Persistence is a tricky thing. In Hollywood films, persistence pays off. The dorky kid keeps asking the cheerleader out while he’s helping her with her homework until she finally agrees to go on a date with him. On the date, she realizes that he’s everything she was looking for, but she had been looking in the wrong places. In real life, the persistence our dorky hero showed would have gotten him a beating from the cheerleader’s football player boyfriend. However, persistence is not only in the realms of love.
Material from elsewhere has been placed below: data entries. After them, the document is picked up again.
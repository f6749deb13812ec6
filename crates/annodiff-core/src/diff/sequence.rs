//! Longest-matching-block sequence alignment.
//!
//! Finds the longest contiguous matching block, then recurses on the pieces
//! to its left and right. Works on any `Eq + Hash` element type, so the text
//! differ runs it once over lines and once over characters.
//!
//! For sequences of 200 or more elements, elements of `b` that occur in more
//! than 1% of positions are "popular" and never seed a match (they can still
//! extend one). This keeps the cost near-linear on natural-language text,
//! where spaces and common letters would otherwise dominate.

use std::collections::HashMap;
use std::hash::Hash;

const AUTOJUNK_MIN_LEN: usize = 200;

#[derive(Debug, Clone, Copy, PartialEq, Eq, PartialOrd, Ord)]
pub struct MatchBlock {
    /// Start in `a`
    pub a: usize,
    /// Start in `b`
    pub b: usize,
    pub size: usize,
}

#[derive(Debug, Clone, Copy, PartialEq, Eq)]
pub enum OpTag {
    Equal,
    Replace,
    Delete,
    Insert,
}

/// `a[i1..i2]` turns into `b[j1..j2]` by `tag`
#[derive(Debug, Clone, Copy, PartialEq, Eq)]
pub struct Opcode {
    pub tag: OpTag,
    pub i1: usize,
    pub i2: usize,
    pub j1: usize,
    pub j2: usize,
}

pub struct SequenceMatcher<'a, T: Eq + Hash> {
    a: &'a [T],
    b: &'a [T],
    b2j: HashMap<&'a T, Vec<usize>>,
}

impl<'a, T: Eq + Hash> SequenceMatcher<'a, T> {
    pub fn new(a: &'a [T], b: &'a [T]) -> Self {
        let mut b2j: HashMap<&'a T, Vec<usize>> = HashMap::new();
        for (j, elt) in b.iter().enumerate() {
            b2j.entry(elt).or_default().push(j);
        }

        if b.len() >= AUTOJUNK_MIN_LEN {
            let ntest = b.len() / 100 + 1;
            b2j.retain(|_, positions| positions.len() <= ntest);
        }

        Self { a, b, b2j }
    }

    /// Longest block with `a[i..i+size] == b[j..j+size]` inside the given ranges
    ///
    /// Ties go to the block starting earliest in `a`, then earliest in `b`.
    fn find_longest_match(&self, alo: usize, ahi: usize, blo: usize, bhi: usize) -> MatchBlock {
        let (a, b) = (self.a, self.b);
        let (mut besti, mut bestj, mut bestsize) = (alo, blo, 0usize);

        // j2len[j] = length of the match ending at a[i-1], b[j]
        let mut j2len: HashMap<usize, usize> = HashMap::new();
        for (i, elt) in a.iter().enumerate().take(ahi).skip(alo) {
            let mut next: HashMap<usize, usize> = HashMap::new();
            if let Some(positions) = self.b2j.get(elt) {
                for &j in positions {
                    if j < blo {
                        continue;
                    }
                    if j >= bhi {
                        break;
                    }
                    let prev = if j > 0 {
                        j2len.get(&(j - 1)).copied().unwrap_or(0)
                    } else {
                        0
                    };
                    let k = prev + 1;
                    next.insert(j, k);
                    if k > bestsize {
                        besti = i + 1 - k;
                        bestj = j + 1 - k;
                        bestsize = k;
                    }
                }
            }
            j2len = next;
        }

        // Popular elements never seed a match; let them extend one.
        while besti > alo && bestj > blo && a[besti - 1] == b[bestj - 1] {
            besti -= 1;
            bestj -= 1;
            bestsize += 1;
        }
        while besti + bestsize < ahi
            && bestj + bestsize < bhi
            && a[besti + bestsize] == b[bestj + bestsize]
        {
            bestsize += 1;
        }

        MatchBlock {
            a: besti,
            b: bestj,
            size: bestsize,
        }
    }

    /// Maximal matching blocks in increasing order, ending with a zero-size sentinel
    pub fn matching_blocks(&self) -> Vec<MatchBlock> {
        let (la, lb) = (self.a.len(), self.b.len());
        let mut queue = vec![(0, la, 0, lb)];
        let mut blocks = Vec::new();

        while let Some((alo, ahi, blo, bhi)) = queue.pop() {
            let m = self.find_longest_match(alo, ahi, blo, bhi);
            if m.size == 0 {
                continue;
            }
            if alo < m.a && blo < m.b {
                queue.push((alo, m.a, blo, m.b));
            }
            if m.a + m.size < ahi && m.b + m.size < bhi {
                queue.push((m.a + m.size, ahi, m.b + m.size, bhi));
            }
            blocks.push(m);
        }
        blocks.sort();

        // Merge blocks that touch end-to-start
        let mut merged: Vec<MatchBlock> = Vec::with_capacity(blocks.len() + 1);
        for m in blocks {
            match merged.last_mut() {
                Some(last) if last.a + last.size == m.a && last.b + last.size == m.b => {
                    last.size += m.size;
                }
                _ => merged.push(m),
            }
        }
        merged.push(MatchBlock {
            a: la,
            b: lb,
            size: 0,
        });
        merged
    }

    /// Edit script turning `a` into `b`, including `Equal` spans
    pub fn opcodes(&self) -> Vec<Opcode> {
        let (mut i, mut j) = (0, 0);
        let mut ops = Vec::new();

        for m in self.matching_blocks() {
            let tag = match (i < m.a, j < m.b) {
                (true, true) => Some(OpTag::Replace),
                (true, false) => Some(OpTag::Delete),
                (false, true) => Some(OpTag::Insert),
                (false, false) => None,
            };
            if let Some(tag) = tag {
                ops.push(Opcode {
                    tag,
                    i1: i,
                    i2: m.a,
                    j1: j,
                    j2: m.b,
                });
            }
            i = m.a + m.size;
            j = m.b + m.size;
            if m.size > 0 {
                ops.push(Opcode {
                    tag: OpTag::Equal,
                    i1: m.a,
                    i2: i,
                    j1: m.b,
                    j2: j,
                });
            }
        }
        ops
    }
}

#[cfg(test)]
mod tests {
    use super::*;

    fn chars(s: &str) -> Vec<char> {
        s.chars().collect()
    }

    fn block(a: usize, b: usize, size: usize) -> MatchBlock {
        MatchBlock { a, b, size }
    }

    fn op(tag: OpTag, i1: usize, i2: usize, j1: usize, j2: usize) -> Opcode {
        Opcode {
            tag,
            i1,
            i2,
            j1,
            j2,
        }
    }

    #[test]
    fn test_matching_blocks_simple() {
        let a = chars("abxcd");
        let b = chars("abcd");
        let blocks = SequenceMatcher::new(&a, &b).matching_blocks();
        assert_eq!(blocks, vec![block(0, 0, 2), block(3, 2, 2), block(5, 4, 0)]);
    }

    #[test]
    fn test_opcodes_cover_every_tag() {
        let a = chars("qabxcd");
        let b = chars("abycdf");
        let ops = SequenceMatcher::new(&a, &b).opcodes();
        let expected = vec![
            op(OpTag::Delete, 0, 1, 0, 0),
            op(OpTag::Equal, 1, 3, 0, 2),
            op(OpTag::Replace, 3, 4, 2, 3),
            op(OpTag::Equal, 4, 6, 3, 5),
            op(OpTag::Insert, 6, 6, 5, 6),
        ];
        assert_eq!(ops, expected);
    }

    #[test]
    fn test_empty_sides() {
        let empty: Vec<char> = vec![];
        let b = chars("abc");
        let ops = SequenceMatcher::new(&empty, &b).opcodes();
        assert_eq!(ops, vec![op(OpTag::Insert, 0, 0, 0, 3)]);

        let ops = SequenceMatcher::new(&b, &empty).opcodes();
        assert_eq!(ops, vec![op(OpTag::Delete, 0, 3, 0, 0)]);

        assert!(SequenceMatcher::new(&empty, &empty).opcodes().is_empty());
    }

    #[test]
    fn test_identical_sequences_are_one_equal_span() {
        let a = chars("same text");
        let ops = SequenceMatcher::new(&a, &a).opcodes();
        assert_eq!(ops, vec![op(OpTag::Equal, 0, 9, 0, 9)]);
    }

    #[test]
    fn test_works_on_lines() {
        let a = vec!["one\n", "two\n", "three\n"];
        let b = vec!["one\n", "2\n", "three\n", "four\n"];
        let ops = SequenceMatcher::new(&a, &b).opcodes();
        let tags: Vec<OpTag> = ops.iter().map(|o| o.tag).collect();
        assert_eq!(
            tags,
            vec![OpTag::Equal, OpTag::Replace, OpTag::Equal, OpTag::Insert]
        );
    }

    #[test]
    fn test_long_inputs_still_align_with_popular_elements() {
        // 'a' is popular in b (> 1% of 300 positions) yet the common prefix is found
        let mut a = vec!['a'; 300];
        a.extend("xyz".chars());
        let mut b = vec!['a'; 300];
        b.extend("xYz".chars());
        let ops = SequenceMatcher::new(&a, &b).opcodes();
        let non_equal: Vec<&Opcode> = ops.iter().filter(|o| o.tag != OpTag::Equal).collect();
        assert_eq!(non_equal.len(), 1);
        assert_eq!(non_equal[0].tag, OpTag::Replace);
        assert_eq!((non_equal[0].i1, non_equal[0].i2), (301, 302));
    }
}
Dr. Tom Scanlan of Oregon Health & Science University (OHSU) exemplifies persistence with his crusade to develop a treatment for adrenoleukodystrophy (ALD).
The genetic disorder causes damage to the protective layers of fat around nerve cells in the central nervous system, i.e. brain and spinal column. Adrenoleukodystrophy became a topic of conversation in the early 1990s with the release of Lorenzo’s Oil, a true story about a family dealing with the condition. Males are more affected than females because the gene that causes the disorder is present only on X-chromosomes. There are two types of the disorder: a severe version that presents early in life and often results in death and a milder version that presents later in life and may result in numbness or paralysis of the legs.

Dr. Scanlan originally synthesized a molecule 1996 while trying to develop a new treatment for high cholesterol when he was conducting research at the University of California, San Francisco. Later, the company intending to take the formula to clinical trials stopped the process. By the time the rights lapsed and returned to Dr. Scanlan in 2010, he had moved on from cholesterol. An idea struck him that it might be used in arresting the progress of ALD.

Testing with mice showed some astounding results. They were impressive enough to press further with human trials. Those trials are ongoing at the time of this article’s publication.

Dr. Scanlan’s persistence to do something with his synthesized molecule may soon help the thousands of people with ALD in the United States.